■ EXERCISE DESCRIPTION
Locate, in the data below, the line that contains "and a follow" and the line that contains "Action: query_engine\nAction Input: <question>\n\n\"; reproduce exactly those two lines and every line between them, nothing more.

[Saved data entries]
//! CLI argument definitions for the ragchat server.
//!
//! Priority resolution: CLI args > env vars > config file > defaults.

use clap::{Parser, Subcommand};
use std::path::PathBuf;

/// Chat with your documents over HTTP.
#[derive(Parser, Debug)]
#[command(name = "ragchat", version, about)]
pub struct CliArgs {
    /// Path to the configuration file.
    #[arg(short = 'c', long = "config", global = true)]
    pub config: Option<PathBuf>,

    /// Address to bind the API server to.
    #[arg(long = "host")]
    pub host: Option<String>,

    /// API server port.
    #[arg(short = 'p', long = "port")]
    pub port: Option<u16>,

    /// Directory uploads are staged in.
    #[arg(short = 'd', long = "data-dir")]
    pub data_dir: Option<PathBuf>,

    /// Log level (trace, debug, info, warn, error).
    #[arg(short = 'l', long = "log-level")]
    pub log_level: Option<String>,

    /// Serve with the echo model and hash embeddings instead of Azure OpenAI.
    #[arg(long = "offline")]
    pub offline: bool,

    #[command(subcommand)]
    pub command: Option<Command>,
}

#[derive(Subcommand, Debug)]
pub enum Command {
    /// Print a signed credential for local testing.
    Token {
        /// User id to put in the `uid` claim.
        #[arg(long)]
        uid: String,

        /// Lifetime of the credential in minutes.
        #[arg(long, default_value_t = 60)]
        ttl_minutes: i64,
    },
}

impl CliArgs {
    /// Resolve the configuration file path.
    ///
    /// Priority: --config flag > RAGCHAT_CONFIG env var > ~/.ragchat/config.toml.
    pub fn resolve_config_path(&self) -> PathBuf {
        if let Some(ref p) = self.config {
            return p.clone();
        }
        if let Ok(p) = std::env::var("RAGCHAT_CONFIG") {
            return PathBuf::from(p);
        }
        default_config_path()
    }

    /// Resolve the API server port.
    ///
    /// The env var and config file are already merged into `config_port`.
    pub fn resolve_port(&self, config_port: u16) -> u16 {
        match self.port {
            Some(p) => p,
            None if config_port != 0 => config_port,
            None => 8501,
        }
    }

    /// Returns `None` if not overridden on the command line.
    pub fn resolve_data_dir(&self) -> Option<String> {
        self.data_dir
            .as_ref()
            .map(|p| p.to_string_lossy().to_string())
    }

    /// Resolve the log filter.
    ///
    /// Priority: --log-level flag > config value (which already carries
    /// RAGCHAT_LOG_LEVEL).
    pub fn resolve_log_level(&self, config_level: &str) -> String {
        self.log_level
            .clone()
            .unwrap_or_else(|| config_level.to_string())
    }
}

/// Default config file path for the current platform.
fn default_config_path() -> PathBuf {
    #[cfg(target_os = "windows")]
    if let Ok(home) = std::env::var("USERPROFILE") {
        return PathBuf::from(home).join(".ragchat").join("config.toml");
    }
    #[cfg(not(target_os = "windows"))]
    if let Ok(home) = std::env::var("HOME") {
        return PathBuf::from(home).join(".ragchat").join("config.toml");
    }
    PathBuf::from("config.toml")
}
* * *
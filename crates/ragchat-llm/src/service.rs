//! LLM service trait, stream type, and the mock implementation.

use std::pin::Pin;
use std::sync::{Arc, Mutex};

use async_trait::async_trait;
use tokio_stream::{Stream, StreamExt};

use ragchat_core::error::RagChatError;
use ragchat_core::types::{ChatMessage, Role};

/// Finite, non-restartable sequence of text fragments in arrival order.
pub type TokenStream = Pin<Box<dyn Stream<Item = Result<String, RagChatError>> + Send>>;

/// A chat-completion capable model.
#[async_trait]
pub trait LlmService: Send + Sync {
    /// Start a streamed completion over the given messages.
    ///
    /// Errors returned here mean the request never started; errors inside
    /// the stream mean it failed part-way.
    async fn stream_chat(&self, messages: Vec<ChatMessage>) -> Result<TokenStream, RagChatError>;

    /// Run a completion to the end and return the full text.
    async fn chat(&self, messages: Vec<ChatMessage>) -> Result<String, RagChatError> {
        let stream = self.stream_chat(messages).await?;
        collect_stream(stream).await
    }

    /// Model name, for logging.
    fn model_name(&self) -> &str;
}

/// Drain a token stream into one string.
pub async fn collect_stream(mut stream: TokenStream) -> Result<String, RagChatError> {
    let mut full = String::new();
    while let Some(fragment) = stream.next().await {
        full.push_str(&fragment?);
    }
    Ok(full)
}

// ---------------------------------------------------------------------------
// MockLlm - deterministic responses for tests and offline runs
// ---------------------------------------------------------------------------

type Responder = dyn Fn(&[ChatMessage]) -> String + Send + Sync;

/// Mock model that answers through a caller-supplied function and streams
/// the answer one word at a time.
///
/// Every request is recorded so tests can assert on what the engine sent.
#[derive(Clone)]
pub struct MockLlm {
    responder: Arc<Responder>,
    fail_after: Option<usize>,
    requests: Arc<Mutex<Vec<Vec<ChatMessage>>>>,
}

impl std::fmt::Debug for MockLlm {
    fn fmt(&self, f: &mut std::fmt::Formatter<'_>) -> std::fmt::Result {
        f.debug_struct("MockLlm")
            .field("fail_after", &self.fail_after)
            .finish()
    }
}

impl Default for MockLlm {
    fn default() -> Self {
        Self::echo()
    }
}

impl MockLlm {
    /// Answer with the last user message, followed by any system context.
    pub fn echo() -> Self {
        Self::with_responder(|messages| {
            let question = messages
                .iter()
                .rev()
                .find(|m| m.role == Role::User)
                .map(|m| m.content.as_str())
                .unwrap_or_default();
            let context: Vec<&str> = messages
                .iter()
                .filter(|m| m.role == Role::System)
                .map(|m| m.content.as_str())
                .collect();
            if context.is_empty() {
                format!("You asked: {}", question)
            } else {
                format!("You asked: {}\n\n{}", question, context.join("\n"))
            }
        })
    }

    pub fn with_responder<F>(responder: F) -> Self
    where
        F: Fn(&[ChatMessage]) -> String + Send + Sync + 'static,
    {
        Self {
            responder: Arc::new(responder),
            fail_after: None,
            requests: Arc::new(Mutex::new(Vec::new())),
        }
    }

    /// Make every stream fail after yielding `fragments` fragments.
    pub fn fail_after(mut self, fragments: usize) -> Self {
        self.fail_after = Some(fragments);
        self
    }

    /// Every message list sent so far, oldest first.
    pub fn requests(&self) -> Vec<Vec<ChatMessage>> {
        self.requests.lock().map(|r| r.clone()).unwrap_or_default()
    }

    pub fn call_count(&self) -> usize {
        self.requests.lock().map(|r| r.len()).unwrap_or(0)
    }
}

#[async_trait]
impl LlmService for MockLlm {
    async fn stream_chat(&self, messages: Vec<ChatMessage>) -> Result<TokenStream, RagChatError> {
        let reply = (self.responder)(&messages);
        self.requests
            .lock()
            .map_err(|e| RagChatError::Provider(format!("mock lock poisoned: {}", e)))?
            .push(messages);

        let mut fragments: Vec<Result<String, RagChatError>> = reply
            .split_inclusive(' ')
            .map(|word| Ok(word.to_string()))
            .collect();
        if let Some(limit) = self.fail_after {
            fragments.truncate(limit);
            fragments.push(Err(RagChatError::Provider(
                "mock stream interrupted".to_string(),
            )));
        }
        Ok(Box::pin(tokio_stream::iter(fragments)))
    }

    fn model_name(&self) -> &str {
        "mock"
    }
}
---
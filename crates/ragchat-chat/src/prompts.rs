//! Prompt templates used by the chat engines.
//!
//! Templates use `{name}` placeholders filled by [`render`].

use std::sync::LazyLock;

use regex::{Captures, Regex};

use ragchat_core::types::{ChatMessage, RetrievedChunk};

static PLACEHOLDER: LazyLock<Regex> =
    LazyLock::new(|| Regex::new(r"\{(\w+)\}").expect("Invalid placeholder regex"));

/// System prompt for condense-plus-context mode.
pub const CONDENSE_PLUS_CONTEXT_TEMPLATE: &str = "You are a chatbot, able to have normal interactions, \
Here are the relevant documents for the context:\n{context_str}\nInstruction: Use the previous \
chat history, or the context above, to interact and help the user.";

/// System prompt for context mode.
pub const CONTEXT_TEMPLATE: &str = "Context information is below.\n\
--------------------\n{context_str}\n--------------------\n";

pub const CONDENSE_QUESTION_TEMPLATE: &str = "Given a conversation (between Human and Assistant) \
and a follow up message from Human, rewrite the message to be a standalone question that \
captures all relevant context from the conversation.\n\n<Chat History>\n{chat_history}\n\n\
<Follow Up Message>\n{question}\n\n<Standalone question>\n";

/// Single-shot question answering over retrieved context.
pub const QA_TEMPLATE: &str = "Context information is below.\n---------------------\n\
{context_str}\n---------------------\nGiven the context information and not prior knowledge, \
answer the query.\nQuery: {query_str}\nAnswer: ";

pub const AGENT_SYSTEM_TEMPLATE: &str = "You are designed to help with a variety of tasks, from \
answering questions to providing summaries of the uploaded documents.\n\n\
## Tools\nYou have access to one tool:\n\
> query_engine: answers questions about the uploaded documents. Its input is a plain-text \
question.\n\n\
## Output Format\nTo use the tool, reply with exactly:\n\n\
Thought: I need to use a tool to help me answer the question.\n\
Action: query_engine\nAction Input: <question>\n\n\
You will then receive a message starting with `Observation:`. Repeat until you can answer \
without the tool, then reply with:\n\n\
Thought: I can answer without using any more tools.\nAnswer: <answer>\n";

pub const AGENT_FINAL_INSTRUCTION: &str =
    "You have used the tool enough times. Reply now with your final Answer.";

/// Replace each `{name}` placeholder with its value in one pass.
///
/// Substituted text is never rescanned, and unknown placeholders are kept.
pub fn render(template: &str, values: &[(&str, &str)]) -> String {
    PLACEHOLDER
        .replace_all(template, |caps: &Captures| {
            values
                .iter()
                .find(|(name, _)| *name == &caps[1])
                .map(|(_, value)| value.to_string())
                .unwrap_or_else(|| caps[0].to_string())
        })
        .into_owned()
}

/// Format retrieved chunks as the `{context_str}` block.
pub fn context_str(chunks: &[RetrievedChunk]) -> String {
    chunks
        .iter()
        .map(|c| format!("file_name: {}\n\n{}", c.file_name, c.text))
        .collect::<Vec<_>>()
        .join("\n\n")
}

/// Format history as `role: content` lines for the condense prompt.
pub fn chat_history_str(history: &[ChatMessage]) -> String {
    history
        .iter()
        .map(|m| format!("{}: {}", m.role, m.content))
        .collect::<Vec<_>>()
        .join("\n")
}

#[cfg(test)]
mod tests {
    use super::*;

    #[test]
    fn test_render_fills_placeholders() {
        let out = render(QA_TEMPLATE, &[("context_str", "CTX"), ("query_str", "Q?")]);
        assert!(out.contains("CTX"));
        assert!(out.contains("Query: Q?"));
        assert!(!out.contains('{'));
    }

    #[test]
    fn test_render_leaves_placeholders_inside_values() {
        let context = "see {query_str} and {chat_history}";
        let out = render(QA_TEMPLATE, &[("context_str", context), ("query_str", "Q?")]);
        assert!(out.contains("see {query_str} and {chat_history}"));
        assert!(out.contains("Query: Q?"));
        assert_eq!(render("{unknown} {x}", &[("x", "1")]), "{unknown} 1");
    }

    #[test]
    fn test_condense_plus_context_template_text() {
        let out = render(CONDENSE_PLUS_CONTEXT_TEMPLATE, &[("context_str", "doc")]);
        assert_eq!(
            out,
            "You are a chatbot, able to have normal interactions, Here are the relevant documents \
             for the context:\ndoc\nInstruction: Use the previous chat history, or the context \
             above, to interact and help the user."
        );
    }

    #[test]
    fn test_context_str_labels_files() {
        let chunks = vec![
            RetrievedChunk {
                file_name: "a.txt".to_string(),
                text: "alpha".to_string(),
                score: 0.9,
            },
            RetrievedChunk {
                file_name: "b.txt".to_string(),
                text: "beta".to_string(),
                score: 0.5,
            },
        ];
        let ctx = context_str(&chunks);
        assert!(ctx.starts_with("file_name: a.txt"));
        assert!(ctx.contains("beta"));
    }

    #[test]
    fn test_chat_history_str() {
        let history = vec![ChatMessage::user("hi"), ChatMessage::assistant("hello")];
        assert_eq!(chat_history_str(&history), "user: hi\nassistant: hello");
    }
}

■ WRITTEN RESPONSE
and a follow up message from Human, rewrite the message to be a standalone question that \
captures all relevant context from the conversation.\n\n<Chat History>\n{chat_history}\n\n\
<Follow Up Message>\n{question}\n\n<Standalone question>\n";

/// Single-shot question answering over retrieved context.
pub const QA_TEMPLATE: &str = "Context information is below.\n---------------------\n\
{context_str}\n---------------------\nGiven the context information and not prior knowledge, \
answer the query.\nQuery: {query_str}\nAnswer: ";

pub const AGENT_SYSTEM_TEMPLATE: &str = "You are designed to help with a variety of tasks, from \
answering questions to providing summaries of the uploaded documents.\n\n\
## Tools\nYou have access to one tool:\n\
> query_engine: answers questions about the uploaded documents. Its input is a plain-text \
question.\n\n\
## Output Format\nTo use the tool, reply with exactly:\n\n\
Thought: I need to use a tool to help me answer the question.\n\
Action: query_engine\nAction Input: <question>\n\n\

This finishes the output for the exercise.